There is an extraordinary diversity of voices here. The ninety-three poets featured include Elizabeth Alexander, Julia Alvarez, Richard Blanco, Carolyn Forché, Aracelis Girmay, Donald Hall, Juan Felipe Herrera, Yusef Komunyakaa, Naomi Shihab Nye, Marge Piercy, Robert Pinsky, Danez Smith, Patricia Smith, Brian Turner, Ocean Vuong, Bruce Weigl, and Eleanor Wilner. They speak of persecuted and scapegoated immigrants. They bear witness to violence: police brutality against African Americans, mass shootings in a school or synagogue, the rage inflicted on women everywhere.

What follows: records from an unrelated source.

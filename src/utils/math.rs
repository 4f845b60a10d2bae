use nalgebra::{Matrix3, Matrix4, Rotation3, UnitQuaternion, Vector3};

/// Squared length below which a direction is treated as degenerate.
pub const DIRECTION_EPSILON: f32 = 1.0e-6;

pub trait FloatMathExt {
    fn lerp(self, other: Self, t: Self) -> Self;
}

impl FloatMathExt for f32 {
    #[inline]
    fn lerp(self, other: Self, t: Self) -> Self {
        self + (other - self) * t
    }
}

pub trait ExtraMatrixMath {
    fn decompose(self) -> (Vector3<f32>, UnitQuaternion<f32>, Vector3<f32>);
}

pub fn matrix_to_quaternion(matrix: Matrix3<f32>) -> UnitQuaternion<f32> {
    UnitQuaternion::from_rotation_matrix(&Rotation3::from_matrix_eps(
        &matrix,
        f32::EPSILON,
        1000,
        Rotation3::identity(),
    ))
}

impl ExtraMatrixMath for Matrix4<f32> {
    fn decompose(self) -> (Vector3<f32>, UnitQuaternion<f32>, Vector3<f32>) {
        let translation = self.column(3).xyz();

        let scale = Vector3::new(
            self.column(0).xyz().norm(),
            self.column(1).xyz().norm(),
            self.column(2).xyz().norm(),
        );

        let rotation_matrix = Matrix3::from_columns(&[
            self.column(0).xyz() / scale.x,
            self.column(1).xyz() / scale.y,
            self.column(2).xyz() / scale.z,
        ]);

        (translation, matrix_to_quaternion(rotation_matrix), scale)
    }
}

#[inline]
pub fn is_nan_vec(v: &Vector3<f32>) -> bool {
    v.iter().any(|c| c.is_nan())
}

/// Normalizes `v`, or returns `fallback` if `v` is NaN or too short to normalize.
#[inline]
pub fn normalize_or(v: Vector3<f32>, fallback: Vector3<f32>) -> Vector3<f32> {
    if is_nan_vec(&v) || v.norm_squared() < DIRECTION_EPSILON {
        fallback
    } else {
        v.normalize()
    }
}

/// Right-handed perspective projection mapping depth to `0..=1`.
pub fn perspective_rh_zo(fov_y_radians: f32, aspect: f32, near: f32, far: f32) -> Matrix4<f32> {
    let f = 1.0 / (fov_y_radians * 0.5).tan();
    let range = near - far;

    #[rustfmt::skip]
    let m = Matrix4::new(
        f / aspect, 0.0, 0.0,         0.0,
        0.0,        f,   0.0,         0.0,
        0.0,        0.0, far / range, near * far / range,
        0.0,        0.0, -1.0,        0.0,
    );
    m
}

/// Right-handed, view-centered orthographic projection mapping depth to `0..=1`.
pub fn orthographic_rh_zo(width: f32, height: f32, near: f32, far: f32) -> Matrix4<f32> {
    let range = near - far;

    #[rustfmt::skip]
    let m = Matrix4::new(
        2.0 / width, 0.0,          0.0,         0.0,
        0.0,         2.0 / height, 0.0,         0.0,
        0.0,         0.0,          1.0 / range, near / range,
        0.0,         0.0,          0.0,         1.0,
    );
    m
}

/// Component-wise interpolation between two matrices.
pub fn lerp_matrix(a: &Matrix4<f32>, b: &Matrix4<f32>, t: f32) -> Matrix4<f32> {
    a.zip_map(b, |x, y| x.lerp(y, t))
}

They testify to poverty: the waitress surviving on leftovers at the restaurant, the battles of a teacher in a shelter for homeless mothers, the emergency-room doctor listening to the heartbeats of his patients. There are voices of labor, in the factory and the fields. There are prophetic voices, imploring us to imagine the world we will leave behind in ruins lest we speak and act.

However, this is not merely a collection of grievances. The poets build bridges. One poet steps up to translate in Arabic at the airport; another walks through the city and sees her immigrant past in the immigrant present; another declaims a musical manifesto after the hurricane that devastated his island; another evokes a demonstration in the street, shouting in an ecstasy of defiance. The poets take back the language, resisting the demagogic corruption of words themselves. They assert our common humanity in the face of dehumanization.